STORED DATA START
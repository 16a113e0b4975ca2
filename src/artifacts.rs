use std::fmt::Write as _;
use std::sync::Arc;

use image::RgbaImage;

use crate::canvas::Canvas;
use crate::config::ProductionConfig;
use crate::error::ProductionError;
use crate::layout::{GridSpec, LayoutMode, PageFill, SheetLayoutEngine, SheetPage};
use crate::path::{path_element, CutPath, CUT_STROKE_WIDTH};
use crate::pdf::{document_to_pdf_with_perf, PdfOptions};
use crate::perf::PerfLogger;
use crate::types::{Color, Pt, Rect, Size, POINTS_PER_INCH};

const SVG_NS: &str = "http://www.w3.org/2000/svg";
const MISSING_SLOT_GRAY: f32 = 0.9;
const OUTLINE_GRAY: f32 = 0.5;

/// What goes into the two slots one card occupies on a paired sheet.
#[derive(Debug, Clone, PartialEq)]
pub struct SlotPair<T> {
    pub left: Option<T>,
    pub right: Option<T>,
}

impl<T> SlotPair<T> {
    pub fn new(left: Option<T>, right: Option<T>) -> Self {
        Self { left, right }
    }

    fn part(&self, part: usize) -> Option<&T> {
        if part == 0 {
            self.left.as_ref()
        } else {
            self.right.as_ref()
        }
    }
}

/// Draws marks, images and paths onto paged sheets.
#[derive(Clone)]
pub struct ArtifactBuilder {
    layout: SheetLayoutEngine,
    pdf_options: PdfOptions,
    crop_mark_inset_in: f64,
    registration_offset_in: f64,
    registration_mark_in: f64,
    perf: Option<PerfLogger>,
}

impl ArtifactBuilder {
    pub fn new(config: &ProductionConfig) -> Self {
        Self {
            layout: SheetLayoutEngine::new(config),
            pdf_options: PdfOptions {
                color_space: config.mark_color_space,
            },
            crop_mark_inset_in: config.crop_mark_inset_in,
            registration_offset_in: config.registration_offset_in,
            registration_mark_in: config.registration_mark_in,
            perf: None,
        }
    }

    pub fn with_perf(mut self, perf: Option<PerfLogger>) -> Self {
        self.perf = perf;
        self
    }

    pub fn layout(&self) -> &SheetLayoutEngine {
        &self.layout
    }

    /// 3 x 2 backgrounds per landscape page with guillotine crop marks.
    /// A card whose background is missing gets a light grey placeholder.
    pub fn background_sheet(
        &self,
        backgrounds: &[Option<Arc<RgbaImage>>],
    ) -> Result<Vec<u8>, ProductionError> {
        let indices: Vec<usize> = (0..backgrounds.len()).collect();
        let pages = self
            .layout
            .paginate(LayoutMode::Background, &indices, 1, PageFill::LeaveBlank);
        if pages.is_empty() {
            return Err(ProductionError::Layout(
                "background sheet has no cards".to_string(),
            ));
        }
        let grid = self.layout.grid(LayoutMode::Background);
        let mut canvas = Canvas::new(grid.page_size());
        for (n, page) in pages.iter().enumerate() {
            if n > 0 {
                canvas.show_page();
            }
            self.crop_marks(&mut canvas);
            for cell in &page.cells {
                let Some(index) = cell.item else {
                    continue;
                };
                let rect = cell.slot.rect();
                match &backgrounds[index] {
                    Some(image) => {
                        let id = format!("bg{index}");
                        canvas.register_image(id.clone(), Arc::clone(image));
                        canvas.draw_image(rect.x, rect.y, rect.width, rect.height, id);
                    }
                    None => {
                        log::warn!("card {index} has no background; slot left grey");
                        canvas.set_fill_color(Color::gray(MISSING_SLOT_GRAY));
                        canvas.fill_rect(rect);
                    }
                }
            }
        }
        self.finish_pdf(canvas, "sheet.background")
    }

    /// Two cards per portrait page: left slot and right slot per card, with
    /// registration marks and a grey outline on every slot.
    pub fn foreground_sheet(
        &self,
        cards: &[SlotPair<Arc<RgbaImage>>],
    ) -> Result<Vec<u8>, ProductionError> {
        let indices: Vec<usize> = (0..cards.len()).collect();
        let pages = self
            .layout
            .paginate(LayoutMode::Foreground, &indices, 2, PageFill::LeaveBlank);
        if pages.is_empty() {
            return Err(ProductionError::Layout(
                "foreground sheet has no cards".to_string(),
            ));
        }
        let grid = self.layout.grid(LayoutMode::Foreground);
        let mut canvas = Canvas::new(grid.page_size());
        for (n, page) in pages.iter().enumerate() {
            if n > 0 {
                canvas.show_page();
            }
            self.registration_marks(&mut canvas);
            self.place_pairs(&mut canvas, page, cards, "fg");
            canvas.set_stroke_color(Color::gray(OUTLINE_GRAY));
            canvas.set_line_width(Pt::from_f32(0.5));
            for cell in &page.cells {
                canvas.stroke_rect(cell.slot.rect());
            }
        }
        self.finish_pdf(canvas, "sheet.foreground")
    }

    /// One PDF per ganged sheet: three cards, hero column left, frame column
    /// right. Short chunks repeat their first card.
    pub fn ganged_print_sheets(
        &self,
        cards: &[SlotPair<Arc<RgbaImage>>],
    ) -> Result<Vec<Vec<u8>>, ProductionError> {
        let indices: Vec<usize> = (0..cards.len()).collect();
        let pages = self
            .layout
            .paginate(LayoutMode::Ganged, &indices, 2, PageFill::RepeatFirst);
        let grid = self.layout.grid(LayoutMode::Ganged);
        let mut sheets = Vec::with_capacity(pages.len());
        for page in &pages {
            let mut canvas = Canvas::new(grid.page_size());
            self.registration_marks(&mut canvas);
            let missing = self.place_pairs(&mut canvas, page, cards, "gang");
            if !missing.is_empty() {
                canvas.set_stroke_color(Color::gray(OUTLINE_GRAY));
                canvas.set_line_width(Pt::from_f32(0.5));
                for rect in missing {
                    canvas.stroke_rect(rect);
                }
            }
            sheets.push(self.finish_pdf(canvas, "sheet.ganged")?);
        }
        Ok(sheets)
    }

    /// One SVG document per page of paired cut paths, 1:1 with the matching
    /// print sheet.
    pub fn cut_sheets(
        &self,
        mode: LayoutMode,
        cards: &[SlotPair<&CutPath>],
        fill: PageFill,
    ) -> Vec<String> {
        let indices: Vec<usize> = (0..cards.len()).collect();
        let grid = self.layout.grid(mode);
        self.layout
            .paginate(mode, &indices, 2, fill)
            .iter()
            .map(|page| cut_sheet_svg(&grid, page, cards))
            .collect()
    }

    /// Draws each filled cell's image; returns the rects of cells that had a
    /// card but no image for that part.
    fn place_pairs(
        &self,
        canvas: &mut Canvas,
        page: &SheetPage<usize>,
        cards: &[SlotPair<Arc<RgbaImage>>],
        prefix: &str,
    ) -> Vec<Rect> {
        let mut missing = Vec::new();
        for cell in &page.cells {
            let Some(index) = cell.item else {
                continue;
            };
            let rect = cell.slot.rect();
            match cards[index].part(cell.part) {
                Some(image) => {
                    let id = format!("{prefix}{index}_{}", cell.part);
                    canvas.register_image(id.clone(), Arc::clone(image));
                    canvas.draw_image(rect.x, rect.y, rect.width, rect.height, id);
                }
                None => missing.push(rect),
            }
        }
        missing
    }

    fn crop_marks(&self, canvas: &mut Canvas) {
        let Size { width, height } = canvas.page_size();
        let s = Pt::from_inches(self.crop_mark_inset_in);
        canvas.set_stroke_color(Color::BLACK);
        canvas.set_line_width(Pt::from_f32(0.5));
        for (cx, edge_x) in [(s, Pt::ZERO), (width - s, width)] {
            for (cy, edge_y) in [(s, Pt::ZERO), (height - s, height)] {
                canvas.line(cx, cy, edge_x, cy);
                canvas.line(cx, cy, cx, edge_y);
            }
        }
    }

    /// Filled square at the top-left corner, L-brackets at the other three.
    fn registration_marks(&self, canvas: &mut Canvas) {
        let Size { width, height } = canvas.page_size();
        let off = Pt::from_inches(self.registration_offset_in);
        let m = Pt::from_inches(self.registration_mark_in);
        canvas.set_fill_color(Color::BLACK);
        canvas.set_stroke_color(Color::BLACK);
        canvas.set_line_width(Pt::from_f32(1.0));
        canvas.draw_rect(off, off, m, m);

        let right = width - off;
        let bottom = height - off;
        // top-right opens down-left, bottom corners open upward
        canvas.line(right - m, off, right, off);
        canvas.line(right, off, right, off + m);
        canvas.line(off, bottom, off + m, bottom);
        canvas.line(off, bottom, off, bottom - m);
        canvas.line(right - m, bottom, right, bottom);
        canvas.line(right, bottom, right, bottom - m);
    }

    fn finish_pdf(&self, canvas: Canvas, span: &str) -> Result<Vec<u8>, ProductionError> {
        let started = std::time::Instant::now();
        let document = canvas.finish();
        let bytes = document_to_pdf_with_perf(&document, &self.pdf_options, self.perf.as_ref())
            .map_err(|err| ProductionError::Pdf(err.to_string()))?;
        if let Some(perf) = &self.perf {
            perf.log_span_ms(span, None, started.elapsed().as_secs_f64() * 1000.0);
            perf.log_counts(
                span,
                None,
                &[
                    ("pages", document.page_count() as u64),
                    ("bytes", bytes.len() as u64),
                ],
            );
        }
        Ok(bytes)
    }
}

fn cut_sheet_svg(grid: &GridSpec, page: &SheetPage<usize>, cards: &[SlotPair<&CutPath>]) -> String {
    let mut out = String::new();
    out.push_str("<?xml version=\"1.0\" encoding=\"utf-8\" ?>\n");
    let _ = write!(
        out,
        "<svg xmlns=\"{}\" version=\"1.1\" baseProfile=\"full\" width=\"{}in\" height=\"{}in\" viewBox=\"0 0 {} {}\"><defs />",
        SVG_NS,
        fmt_units(grid.page_width_in),
        fmt_units(grid.page_height_in),
        fmt_units(grid.page_width_in * POINTS_PER_INCH),
        fmt_units(grid.page_height_in * POINTS_PER_INCH)
    );
    for cell in &page.cells {
        let _ = write!(
            out,
            "<g transform=\"translate({}, {})\" stroke=\"black\" stroke-width=\"{}\">",
            fmt_units(cell.slot.x_in * POINTS_PER_INCH),
            fmt_units(cell.slot.y_in * POINTS_PER_INCH),
            CUT_STROKE_WIDTH
        );
        let data = cell
            .item
            .and_then(|index| cards[index].part(cell.part))
            .and_then(|path| path.data.as_deref());
        if let Some(data) = data {
            out.push_str(&path_element(data));
        }
        out.push_str("</g>");
    }
    out.push_str("</svg>\n");
    out
}

/// Up to four decimals, trailing zeros dropped.
fn fmt_units(value: f64) -> String {
    let mut s = format!("{:.4}", value);
    if s.contains('.') {
        while s.ends_with('0') {
            s.pop();
        }
        if s.ends_with('.') {
            s.pop();
        }
    }
    if s == "-0" { "0".to_string() } else { s }
}

#[cfg(test)]
mod tests {
    use super::*;
    use crate::pdf::pdf_page_count;
    use image::Rgba;

    fn builder() -> ArtifactBuilder {
        ArtifactBuilder::new(&ProductionConfig::default())
    }

    fn count_token(bytes: &[u8], token: &[u8]) -> usize {
        bytes.windows(token.len()).filter(|w| *w == token).count()
    }

    fn image(shade: u8) -> Arc<RgbaImage> {
        Arc::new(RgbaImage::from_pixel(8, 11, Rgba([shade, shade, shade, 255])))
    }

    fn cut(name: &str, data: &str) -> CutPath {
        CutPath {
            name: name.to_string(),
            data: Some(data.to_string()),
            width: 189,
            height: 261,
        }
    }

    #[test]
    fn seven_backgrounds_take_two_landscape_pages() {
        let backgrounds: Vec<Option<Arc<RgbaImage>>> = (0..7).map(|i| Some(image(i))).collect();
        let bytes = builder().background_sheet(&backgrounds).expect("pdf");
        assert_eq!(pdf_page_count(&bytes).expect("pages"), 2);
        assert_eq!(count_token(&bytes, b"/MediaBox [0 0 792 612]"), 2);
        // four L-marks of two strokes each, per page
        assert_eq!(count_token(&bytes, b"\nS\n"), 16);
    }

    #[test]
    fn missing_background_is_grey_not_fatal() {
        let bytes = builder()
            .background_sheet(&[Some(image(10)), None])
            .expect("pdf");
        assert_eq!(count_token(&bytes, b"0.9 0.9 0.9 rg"), 1);
        assert_eq!(count_token(&bytes, b" Do\n"), 1);
    }

    #[test]
    fn foreground_sheet_paginates_pairs_and_outlines_slots() {
        let cards: Vec<SlotPair<Arc<RgbaImage>>> = (0..5)
            .map(|i| SlotPair::new(Some(image(i)), Some(image(100 + i))))
            .collect();
        let bytes = builder().foreground_sheet(&cards).expect("pdf");
        assert_eq!(pdf_page_count(&bytes).expect("pages"), 3);
        assert_eq!(count_token(&bytes, b" Do\n"), 10);
        assert_eq!(count_token(&bytes, b"0.5 0.5 0.5 RG"), 3);
        // registration square on each page: x = 36, y = 792 - 36 - 14.4
        assert_eq!(count_token(&bytes, b"36 741.6 14.4 14.4 re"), 3);
    }

    #[test]
    fn ganged_sheet_repeats_first_card() {
        let cards = vec![SlotPair::new(Some(image(1)), Some(image(2)))];
        let sheets = builder().ganged_print_sheets(&cards).expect("pdf");
        assert_eq!(sheets.len(), 1);
        let bytes = &sheets[0];
        assert_eq!(count_token(bytes, b"/Im1 Do"), 3);
        assert_eq!(count_token(bytes, b"/Im2 Do"), 3);
        assert_eq!(count_token(bytes, b"/Subtype /Image"), 2);
    }

    #[test]
    fn cut_sheet_svg_uses_page_view_box_and_slot_offsets() {
        let a = cut("hero_frame_cut", "M 0 0 L 1 0 L 1 1 Z");
        let b = cut("frame_cut", "M 2 2 L 3 2 L 3 3 Z");
        let cards = vec![
            SlotPair::new(Some(&a), Some(&b)),
            SlotPair::new(Some(&a), Some(&b)),
            SlotPair::new(Some(&a), None),
        ];
        let svgs = builder().cut_sheets(LayoutMode::Foreground, &cards, PageFill::LeaveBlank);
        assert_eq!(svgs.len(), 2);
        let first = &svgs[0];
        assert!(first.contains("width=\"8.5in\" height=\"11in\" viewBox=\"0 0 612 792\""));
        assert_eq!(first.matches("<g ").count(), 4);
        assert_eq!(first.matches("<path ").count(), 4);
        // margins (8.5 - 5.25) / 2 and (11 - 7.25) / 2 inches
        assert!(first.contains("translate(117, 135)"));
        assert!(first.contains("translate(306, 396)"));
        let second = &svgs[1];
        assert_eq!(second.matches("<g ").count(), 4);
        assert_eq!(second.matches("<path ").count(), 1);
        assert!(roxmltree::Document::parse(second).is_ok());
    }

    #[test]
    fn empty_background_sheet_is_a_layout_error() {
        assert!(matches!(
            builder().background_sheet(&[]),
            Err(ProductionError::Layout(_))
        ));
    }

    #[test]
    fn units_are_trimmed() {
        assert_eq!(fmt_units(117.0), "117");
        assert_eq!(fmt_units(85.5), "85.5");
        assert_eq!(fmt_units(4.49999999), "4.5");
    }
}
STORED DATA END
EXERCISE PROMPT
Only the lines from the start of the data to the line holding "guillotine crop marks." are wanted; return them exactly, both ends included.

SOLUTION
repository 16a113e0b4975ca2
filename src/artifacts.rs
use std::fmt::Write as _;
use std::sync::Arc;

use image::RgbaImage;

use crate::canvas::Canvas;
use crate::config::ProductionConfig;
use crate::error::ProductionError;
use crate::layout::{GridSpec, LayoutMode, PageFill, SheetLayoutEngine, SheetPage};
use crate::path::{path_element, CutPath, CUT_STROKE_WIDTH};
use crate::pdf::{document_to_pdf_with_perf, PdfOptions};
use crate::perf::PerfLogger;
use crate::types::{Color, Pt, Rect, Size, POINTS_PER_INCH};

const SVG_NS: &str = "http://www.w3.org/2000/svg";
const MISSING_SLOT_GRAY: f32 = 0.9;
const OUTLINE_GRAY: f32 = 0.5;

/// What goes into the two slots one card occupies on a paired sheet.
#[derive(Debug, Clone, PartialEq)]
pub struct SlotPair<T> {
    pub left: Option<T>,
    pub right: Option<T>,
}

impl<T> SlotPair<T> {
    pub fn new(left: Option<T>, right: Option<T>) -> Self {
        Self { left, right }
    }

    fn part(&self, part: usize) -> Option<&T> {
        if part == 0 {
            self.left.as_ref()
        } else {
            self.right.as_ref()
        }
    }
}

/// Draws marks, images and paths onto paged sheets.
#[derive(Clone)]
pub struct ArtifactBuilder {
    layout: SheetLayoutEngine,
    pdf_options: PdfOptions,
    crop_mark_inset_in: f64,
    registration_offset_in: f64,
    registration_mark_in: f64,
    perf: Option<PerfLogger>,
}

impl ArtifactBuilder {
    pub fn new(config: &ProductionConfig) -> Self {
        Self {
            layout: SheetLayoutEngine::new(config),
            pdf_options: PdfOptions {
                color_space: config.mark_color_space,
            },
            crop_mark_inset_in: config.crop_mark_inset_in,
            registration_offset_in: config.registration_offset_in,
            registration_mark_in: config.registration_mark_in,
            perf: None,
        }
    }

    pub fn with_perf(mut self, perf: Option<PerfLogger>) -> Self {
        self.perf = perf;
        self
    }

    pub fn layout(&self) -> &SheetLayoutEngine {
        &self.layout
    }

    /// 3 x 2 backgrounds per landscape page with guillotine crop marks.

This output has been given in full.